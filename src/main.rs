mod cli;
mod core;

use clap::{Parser, Subcommand};
use std::path::PathBuf;
use tracing_subscriber::EnvFilter;

use crate::core::config::AppConfig;

#[derive(Parser)]
#[command(
    name = "vidcost",
    about = "Cost and data generation analytics for video understanding workflows",
    version
)]
struct Cli {
    #[command(subcommand)]
    command: Option<Commands>,

    /// Output format
    #[arg(short, long, global = true)]
    format: Option<String>,

    /// Shorthand for --format json
    #[arg(short = 'j', long = "json", global = true)]
    json: bool,

    /// Pretty-print JSON output
    #[arg(long, global = true)]
    pretty: bool,

    /// Disable ANSI colors
    #[arg(long, global = true)]
    no_color: bool,

    /// Verbose logging to stderr
    #[arg(short, long, global = true)]
    verbose: bool,

    /// Load pricing rules from a JSON file instead of the built-in table
    #[arg(long, global = true)]
    pricing_file: Option<PathBuf>,
}

#[derive(Subcommand)]
enum Commands {
    /// Aggregate costs and data sizes across workflows
    Report {
        /// Workflow group (all|frame|clip|novamme|tlabsmme)
        #[arg(short, long, default_value = "all")]
        group: String,

        /// Fallback region when a task does not report one
        #[arg(long)]
        region: Option<String>,

        /// Base URL used for every backend service
        #[arg(long)]
        endpoint: Option<String>,

        /// Include cost breakdown and data volume charts
        #[arg(short, long)]
        charts: bool,
    },
    /// Show the pricing rules for a region
    Pricing {
        #[arg(long)]
        region: Option<String>,
    },
    /// Price a local JSON file of usage records
    Cost {
        file: PathBuf,

        #[arg(long)]
        region: Option<String>,
    },
    /// Manage configuration
    Config {
        #[command(subcommand)]
        action: ConfigAction,
    },
}

#[derive(Subcommand)]
enum ConfigAction {
    /// Generate default config file
    Init {
        /// Base URL to set for every service
        #[arg(long)]
        endpoint: Option<String>,
    },
    /// Validate config file
    Check,
    /// Enable a workflow
    Add {
        /// Workflow ID to enable
        workflow: String,
    },
    /// Disable a workflow
    Remove {
        /// Workflow ID to disable
        workflow: String,
    },
}

fn init_tracing(verbose: bool) {
    let directive = if verbose { "vidcost=debug" } else { "vidcost=warn" };
    let filter = match directive.parse() {
        Ok(d) => EnvFilter::from_default_env().add_directive(d),
        Err(_) => EnvFilter::from_default_env(),
    };
    tracing_subscriber::fmt()
        .with_env_filter(filter)
        .with_writer(std::io::stderr)
        .with_target(false)
        .init();
}

#[tokio::main]
async fn main() -> anyhow::Result<()> {
    let cli = Cli::parse();
    init_tracing(cli.verbose);

    let mut config = match AppConfig::load() {
        Ok(c) => c,
        Err(e) => {
            eprintln!("Failed to load config: {}", e);
            std::process::exit(1);
        }
    };
    if let Some(path) = cli.pricing_file.clone() {
        config.settings.pricing_file = Some(path);
    }

    let output_opts = cli::output::OutputOptions {
        format: cli::output::OutputFormat::resolve(
            cli.json,
            cli.format.as_deref(),
            &config.settings.default_format,
        ),
        pretty: cli.pretty,
        use_color: cli::output::detect_color(!cli.no_color, &config.settings.color),
    };

    match cli.command {
        None => {
            let args = cli::report_cmd::ReportArgs {
                group: "all".to_string(),
                region: None,
                endpoint: None,
                charts: false,
            };
            cli::report_cmd::run(config, args, &output_opts).await?;
        }
        Some(Commands::Report {
            group,
            region,
            endpoint,
            charts,
        }) => {
            let args = cli::report_cmd::ReportArgs {
                group,
                region,
                endpoint,
                charts,
            };
            cli::report_cmd::run(config, args, &output_opts).await?;
        }
        Some(Commands::Pricing { region }) => {
            cli::pricing_cmd::show(&config, region.as_deref(), &output_opts)?;
        }
        Some(Commands::Cost { file, region }) => {
            cli::pricing_cmd::estimate(&config, &file, region.as_deref(), &output_opts)?;
        }
        Some(Commands::Config { action }) => match action {
            ConfigAction::Init { endpoint } => cli::config_cmd::init(endpoint.as_deref())?,
            ConfigAction::Check => cli::config_cmd::check()?,
            ConfigAction::Add { workflow } => cli::config_cmd::add(&workflow)?,
            ConfigAction::Remove { workflow } => cli::config_cmd::remove(&workflow)?,
        },
    }

    Ok(())
}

* * * * *

**Work request:** Once the records end, copy them all again exactly.

**Exercise solution:**
filename src/main.rs
mod cli;
mod core;

use clap::{Parser, Subcommand};
use std::path::PathBuf;
use tracing_subscriber::EnvFilter;

use crate::core::config::AppConfig;

#[derive(Parser)]
#[command(
    name = "vidcost",
    about = "Cost and data generation analytics for video understanding workflows",
    version
)]
struct Cli {
    #[command(subcommand)]
    command: Option<Commands>,

    /// Output format
    #[arg(short, long, global = true)]
    format: Option<String>,

    /// Shorthand for --format json
    #[arg(short = 'j', long = "json", global = true)]
    json: bool,

    /// Pretty-print JSON output
    #[arg(long, global = true)]
    pretty: bool,

    /// Disable ANSI colors
    #[arg(long, global = true)]
    no_color: bool,

    /// Verbose logging to stderr
    #[arg(short, long, global = true)]
    verbose: bool,

    /// Load pricing rules from a JSON file instead of the built-in table
    #[arg(long, global = true)]
    pricing_file: Option<PathBuf>,
}

#[derive(Subcommand)]
enum Commands {
    /// Aggregate costs and data sizes across workflows
    Report {
        /// Workflow group (all|frame|clip|novamme|tlabsmme)
        #[arg(short, long, default_value = "all")]
        group: String,

        /// Fallback region when a task does not report one
        #[arg(long)]
        region: Option<String>,

        /// Base URL used for every backend service
        #[arg(long)]
        endpoint: Option<String>,

        /// Include cost breakdown and data volume charts
        #[arg(short, long)]
        charts: bool,
    },
    /// Show the pricing rules for a region
    Pricing {
        #[arg(long)]
        region: Option<String>,
    },
    /// Price a local JSON file of usage records
    Cost {
        file: PathBuf,

        #[arg(long)]
        region: Option<String>,
    },
    /// Manage configuration
    Config {
        #[command(subcommand)]
        action: ConfigAction,
    },
}

#[derive(Subcommand)]
enum ConfigAction {
    /// Generate default config file
    Init {
        /// Base URL to set for every service
        #[arg(long)]
        endpoint: Option<String>,
    },
    /// Validate config file
    Check,
    /// Enable a workflow
    Add {
        /// Workflow ID to enable
        workflow: String,
    },
    /// Disable a workflow
    Remove {
        /// Workflow ID to disable
        workflow: String,
    },
}

fn init_tracing(verbose: bool) {
    let directive = if verbose { "vidcost=debug" } else { "vidcost=warn" };
    let filter = match directive.parse() {
        Ok(d) => EnvFilter::from_default_env().add_directive(d),
        Err(_) => EnvFilter::from_default_env(),
    };
    tracing_subscriber::fmt()
        .with_env_filter(filter)
        .with_writer(std::io::stderr)
        .with_target(false)
        .init();
}

#[tokio::main]
async fn main() -> anyhow::Result<()> {
    let cli = Cli::parse();
    init_tracing(cli.verbose);

    let mut config = match AppConfig::load() {
        Ok(c) => c,
        Err(e) => {
            eprintln!("Failed to load config: {}", e);
            std::process::exit(1);
        }
    };
    if let Some(path) = cli.pricing_file.clone() {
        config.settings.pricing_file = Some(path);
    }

    let output_opts = cli::output::OutputOptions {
        format: cli::output::OutputFormat::resolve(
            cli.json,
            cli.format.as_deref(),
            &config.settings.default_format,
        ),
        pretty: cli.pretty,
        use_color: cli::output::detect_color(!cli.no_color, &config.settings.color),
    };

    match cli.command {
        None => {
            let args = cli::report_cmd::ReportArgs {
                group: "all".to_string(),
                region: None,
                endpoint: None,
                charts: false,
            };
            cli::report_cmd::run(config, args, &output_opts).await?;
        }
        Some(Commands::Report {
            group,
            region,
            endpoint,
            charts,
        }) => {
            let args = cli::report_cmd::ReportArgs {
                group,
                region,
                endpoint,
                charts,
            };
            cli::report_cmd::run(config, args, &output_opts).await?;
        }
        Some(Commands::Pricing { region }) => {
            cli::pricing_cmd::show(&config, region.as_deref(), &output_opts)?;
        }
        Some(Commands::Cost { file, region }) => {
            cli::pricing_cmd::estimate(&config, &file, region.as_deref(), &output_opts)?;
        }
        Some(Commands::Config { action }) => match action {
            ConfigAction::Init { endpoint } => cli::config_cmd::init(endpoint.as_deref())?,
            ConfigAction::Check => cli::config_cmd::check()?,
            ConfigAction::Add { workflow } => cli::config_cmd::add(&workflow)?,
            ConfigAction::Remove { workflow } => cli::config_cmd::remove(&workflow)?,
        },
    }

    Ok(())
}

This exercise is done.